TASK STATEMENT:
If a line holds the word "when", copy it from the entries.

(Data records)
»»

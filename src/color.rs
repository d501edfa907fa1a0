/// A 32-bit color with alpha, red, green and blue channels.
///
/// Channels are stored as `[a, r, g, b]`, matching the packed ARGB layout that
/// 32bpp pixel surfaces use.
///
/// ```
/// use clipframe::Color;
///
/// let red = Color::rgb(255, 0, 0);
/// assert_eq!(red.to_argb(), 0xFFFF_0000);
/// assert_eq!(Color::from_argb(0x80_00_00_FF), Color::argb(128, 0, 0, 255));
/// ```
#[derive(Debug, Clone, Copy, PartialEq, Eq, Hash, Default)]
pub struct Color(pub [u8; 4]);

impl Color {
    /// All channels zero.
    pub const TRANSPARENT: Self = Self([0, 0, 0, 0]);
    pub const BLACK: Self = Self([255, 0, 0, 0]);
    pub const WHITE: Self = Self([255, 255, 255, 255]);

    /// Opaque color from red, green and blue.
    pub fn rgb(r: u8, g: u8, b: u8) -> Self {
        Self([255, r, g, b])
    }

    pub fn argb(a: u8, r: u8, g: u8, b: u8) -> Self {
        Self([a, r, g, b])
    }

    pub fn from_argb(value: u32) -> Self {
        Self(value.to_be_bytes())
    }

    pub fn to_argb(&self) -> u32 {
        u32::from_be_bytes(self.0)
    }

    pub fn alpha(&self) -> u8 {
        self.0[0]
    }

    /// True when the color would leave the target unchanged.
    pub fn is_transparent(&self) -> bool {
        self.alpha() == 0
    }
}
//! 2×3 affine matrices in the row-vector convention used by GDI+.
//!
//! A point is transformed as `[x' y'] = [x y] · [m11 m12; m21 m22] + [dx dy]`.
//! The storage is a euclid `Transform2D`, whose `m31`/`m32` fields are the
//! translation row and whose `then` composes in the same left-to-right order.

use euclid::default::{Transform2D, Vector2D};
use euclid::Angle;

use crate::error::{GraphicsError, Result};
use crate::geometry::{PointF, RectF};

pub(crate) type RawTransform = Transform2D<f32>;

/// Which side of the existing matrix a new operation is multiplied on.
#[derive(Debug, Clone, Copy, PartialEq, Eq, Default)]
pub enum MatrixOrder {
    /// `result = operation · existing`: the operation applies to points first.
    #[default]
    Prepend,
    /// `result = existing · operation`: the operation applies to points last.
    Append,
}

/// A 2D affine transform.
///
/// ```
/// use clipframe::{Matrix2D, MatrixOrder};
///
/// let mut prepend = Matrix2D::new(1.0, 2.0, 3.0, 4.0, 5.0, 6.0);
/// prepend.translate(3.0, -3.0, MatrixOrder::Prepend);
/// assert_eq!(prepend.elements(), [1.0, 2.0, 3.0, 4.0, -1.0, 0.0]);
///
/// let mut append = Matrix2D::new(1.0, 2.0, 3.0, 4.0, 5.0, 6.0);
/// append.translate(3.0, -3.0, MatrixOrder::Append);
/// assert_eq!(append.elements(), [1.0, 2.0, 3.0, 4.0, 8.0, 3.0]);
/// ```
#[derive(Debug, Clone, Copy, PartialEq)]
pub struct Matrix2D {
    raw: RawTransform,
}

impl Default for Matrix2D {
    fn default() -> Self {
        Self::identity()
    }
}

impl Matrix2D {
    pub fn new(m11: f32, m12: f32, m21: f32, m22: f32, dx: f32, dy: f32) -> Self {
        Self {
            raw: RawTransform::new(m11, m12, m21, m22, dx, dy),
        }
    }

    pub fn identity() -> Self {
        Self::new(1.0, 0.0, 0.0, 1.0, 0.0, 0.0)
    }

    pub fn from_elements(elements: [f32; 6]) -> Self {
        let [m11, m12, m21, m22, dx, dy] = elements;
        Self::new(m11, m12, m21, m22, dx, dy)
    }

    pub fn translation(dx: f32, dy: f32) -> Self {
        Self::new(1.0, 0.0, 0.0, 1.0, dx, dy)
    }

    pub fn scaling(sx: f32, sy: f32) -> Self {
        Self::new(sx, 0.0, 0.0, sy, 0.0, 0.0)
    }

    /// Clockwise rotation (in a y-down coordinate system) by `angle_degrees`.
    pub fn rotation(angle_degrees: f32) -> Self {
        let (sin, cos) = Angle::degrees(angle_degrees).get().sin_cos();
        Self::new(cos, sin, -sin, cos, 0.0, 0.0)
    }

    pub fn shearing(shear_x: f32, shear_y: f32) -> Self {
        Self::new(1.0, shear_y, shear_x, 1.0, 0.0, 0.0)
    }

    pub(crate) fn from_raw(raw: RawTransform) -> Self {
        Self { raw }
    }

    /// The six coefficients as `[m11, m12, m21, m22, dx, dy]`.
    pub fn elements(&self) -> [f32; 6] {
        let m = &self.raw;
        [m.m11, m.m12, m.m21, m.m22, m.m31, m.m32]
    }

    pub fn offset_x(&self) -> f32 {
        self.raw.m31
    }

    pub fn offset_y(&self) -> f32 {
        self.raw.m32
    }

    pub fn determinant(&self) -> f32 {
        self.raw.determinant()
    }

    pub fn is_identity(&self) -> bool {
        self.elements() == [1.0, 0.0, 0.0, 1.0, 0.0, 0.0]
    }

    pub fn is_invertible(&self) -> bool {
        let det = self.determinant();
        det != 0.0 && det.is_finite()
    }

    pub fn reset(&mut self) {
        *self = Self::identity();
    }

    /// Returns `other` combined with `self` in the given order, leaving `self`
    /// untouched.
    pub fn compose(&self, other: &Matrix2D, order: MatrixOrder) -> Matrix2D {
        let raw = match order {
            MatrixOrder::Prepend => other.raw.then(&self.raw),
            MatrixOrder::Append => self.raw.then(&other.raw),
        };
        Matrix2D::from_raw(raw)
    }

    pub fn multiply(&mut self, other: &Matrix2D, order: MatrixOrder) {
        *self = self.compose(other, order);
    }

    pub fn translate(&mut self, dx: f32, dy: f32, order: MatrixOrder) {
        self.multiply(&Matrix2D::translation(dx, dy), order);
    }

    pub fn scale(&mut self, sx: f32, sy: f32, order: MatrixOrder) {
        self.multiply(&Matrix2D::scaling(sx, sy), order);
    }

    pub fn rotate(&mut self, angle_degrees: f32, order: MatrixOrder) {
        self.multiply(&Matrix2D::rotation(angle_degrees), order);
    }

    /// Rotates around `center` instead of the origin.
    pub fn rotate_at(&mut self, angle_degrees: f32, center: PointF, order: MatrixOrder) {
        let around = Matrix2D::translation(-center.x, -center.y)
            .compose(&Matrix2D::rotation(angle_degrees), MatrixOrder::Append)
            .compose(&Matrix2D::translation(center.x, center.y), MatrixOrder::Append);
        self.multiply(&around, order);
    }

    pub fn shear(&mut self, shear_x: f32, shear_y: f32, order: MatrixOrder) {
        self.multiply(&Matrix2D::shearing(shear_x, shear_y), order);
    }

    /// The inverse transform, or `DegenerateMatrix` when the determinant is zero.
    pub fn inverse(&self) -> Result<Matrix2D> {
        if !self.is_invertible() {
            return Err(GraphicsError::DegenerateMatrix);
        }
        self.raw
            .inverse()
            .map(Matrix2D::from_raw)
            .ok_or(GraphicsError::DegenerateMatrix)
    }

    /// Inverts in place. On failure the matrix is left unchanged.
    pub fn invert(&mut self) -> Result<()> {
        *self = self.inverse()?;
        Ok(())
    }

    pub fn transform_point(&self, point: PointF) -> PointF {
        if self.is_identity() {
            return point;
        }
        PointF::from_euclid(self.raw.transform_point(point.to_euclid()))
    }

    pub fn transform_points(&self, points: &mut [PointF]) {
        if self.is_identity() {
            return;
        }
        for point in points.iter_mut() {
            *point = self.transform_point(*point);
        }
    }

    /// Like [`Matrix2D::transform_points`] but ignores the translation row.
    pub fn transform_vectors(&self, vectors: &mut [PointF]) {
        for vector in vectors.iter_mut() {
            let v = self.raw.transform_vector(Vector2D::new(vector.x, vector.y));
            *vector = PointF::new(v.x, v.y);
        }
    }

    /// Bounding box of the four transformed corners of `rect`.
    pub fn transform_rect_bounds(&self, rect: &RectF) -> RectF {
        if self.is_identity() {
            return *rect;
        }
        let mut corners = rect.corners();
        self.transform_points(&mut corners);
        RectF::enclosing(&corners)
    }

    /// True when axis-aligned rectangles stay axis-aligned under this matrix,
    /// i.e. the linear part is a scale, possibly combined with a quarter turn.
    pub fn preserves_axes(&self) -> bool {
        let [m11, m12, m21, m22, _, _] = self.elements();
        let eps = 1e-6;
        (m12.abs() <= eps && m21.abs() <= eps) || (m11.abs() <= eps && m22.abs() <= eps)
    }
}

#[cfg(test)]
mod tests {
    use super::*;

    fn assert_close(actual: [f32; 6], expected: [f32; 6]) {
        for (a, e) in actual.iter().zip(expected.iter()) {
            assert!((a - e).abs() < 1e-3, "got {actual:?}, expected {expected:?}");
        }
    }

    #[test]
    fn translate_order_matches_row_vector_convention() {
        let base = Matrix2D::new(1.0, 2.0, 3.0, 4.0, 5.0, 6.0);

        let mut prepend = base;
        prepend.translate(3.0, -3.0, MatrixOrder::Prepend);
        assert_eq!(prepend.elements(), [1.0, 2.0, 3.0, 4.0, -1.0, 0.0]);

        let mut append = base;
        append.translate(3.0, -3.0, MatrixOrder::Append);
        assert_eq!(append.elements(), [1.0, 2.0, 3.0, 4.0, 8.0, 3.0]);

        let mut default_order = base;
        default_order.translate(3.0, -3.0, MatrixOrder::default());
        assert_eq!(default_order, prepend);
    }

    #[test]
    fn degenerate_matrix_cannot_be_inverted() {
        let mut matrix = Matrix2D::new(123.0, 24.0, 82.0, 16.0, 47.0, 30.0);
        assert!(!matrix.is_invertible());
        assert_eq!(matrix.invert(), Err(GraphicsError::DegenerateMatrix));
        assert_eq!(matrix.elements(), [123.0, 24.0, 82.0, 16.0, 47.0, 30.0]);
    }

    #[test]
    fn inverse_undoes_transform() {
        let matrix = Matrix2D::new(1.0, 2.0, 3.0, 4.0, 5.0, 6.0);
        let inverse = matrix.inverse().unwrap();
        let point = inverse.transform_point(matrix.transform_point(PointF::new(7.0, -2.0)));
        assert!((point.x - 7.0).abs() < 1e-4);
        assert!((point.y + 2.0).abs() < 1e-4);
        assert_close(
            matrix.compose(&inverse, MatrixOrder::Append).elements(),
            Matrix2D::identity().elements(),
        );
    }

    #[test]
    fn rotation_by_45_degrees() {
        let mut matrix = Matrix2D::identity();
        matrix.rotate(45.0, MatrixOrder::Prepend);
        assert_close(matrix.elements(), [0.707, 0.707, -0.707, 0.707, 0.0, 0.0]);
    }

    #[test]
    fn quarter_turn_maps_x_axis_to_y_axis() {
        let point = Matrix2D::rotation(90.0).transform_point(PointF::new(1.0, 0.0));
        assert!(point.x.abs() < 1e-6);
        assert!((point.y - 1.0).abs() < 1e-6);
    }

    #[test]
    fn rotate_at_keeps_center_fixed() {
        let mut matrix = Matrix2D::identity();
        let center = PointF::new(10.0, 5.0);
        matrix.rotate_at(30.0, center, MatrixOrder::Prepend);
        let mapped = matrix.transform_point(center);
        assert!((mapped.x - 10.0).abs() < 1e-4);
        assert!((mapped.y - 5.0).abs() < 1e-4);
    }

    #[test]
    fn vectors_ignore_translation() {
        let matrix = Matrix2D::new(2.0, 0.0, 0.0, 3.0, 100.0, 100.0);
        let mut vectors = [PointF::new(1.0, 1.0)];
        matrix.transform_vectors(&mut vectors);
        assert_eq!(vectors[0], PointF::new(2.0, 3.0));
    }

    #[test]
    fn identity_is_a_no_op() {
        let mut points = [PointF::new(1.25, -3.5), PointF::new(1e6, 0.0)];
        let original = points;
        Matrix2D::identity().transform_points(&mut points);
        assert_eq!(points, original);
    }

    #[test]
    fn quarter_turn_preserves_axes() {
        assert!(Matrix2D::rotation(90.0).preserves_axes());
        assert!(Matrix2D::scaling(0.25, 0.5).preserves_axes());
        assert!(!Matrix2D::rotation(45.0).preserves_axes());
    }
}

««

TASK RESULT:
    /// True when the color would leave the target unchanged.
    /// The inverse transform, or `DegenerateMatrix` when the determinant is zero.
    /// True when axis-aligned rectangles stay axis-aligned under this matrix,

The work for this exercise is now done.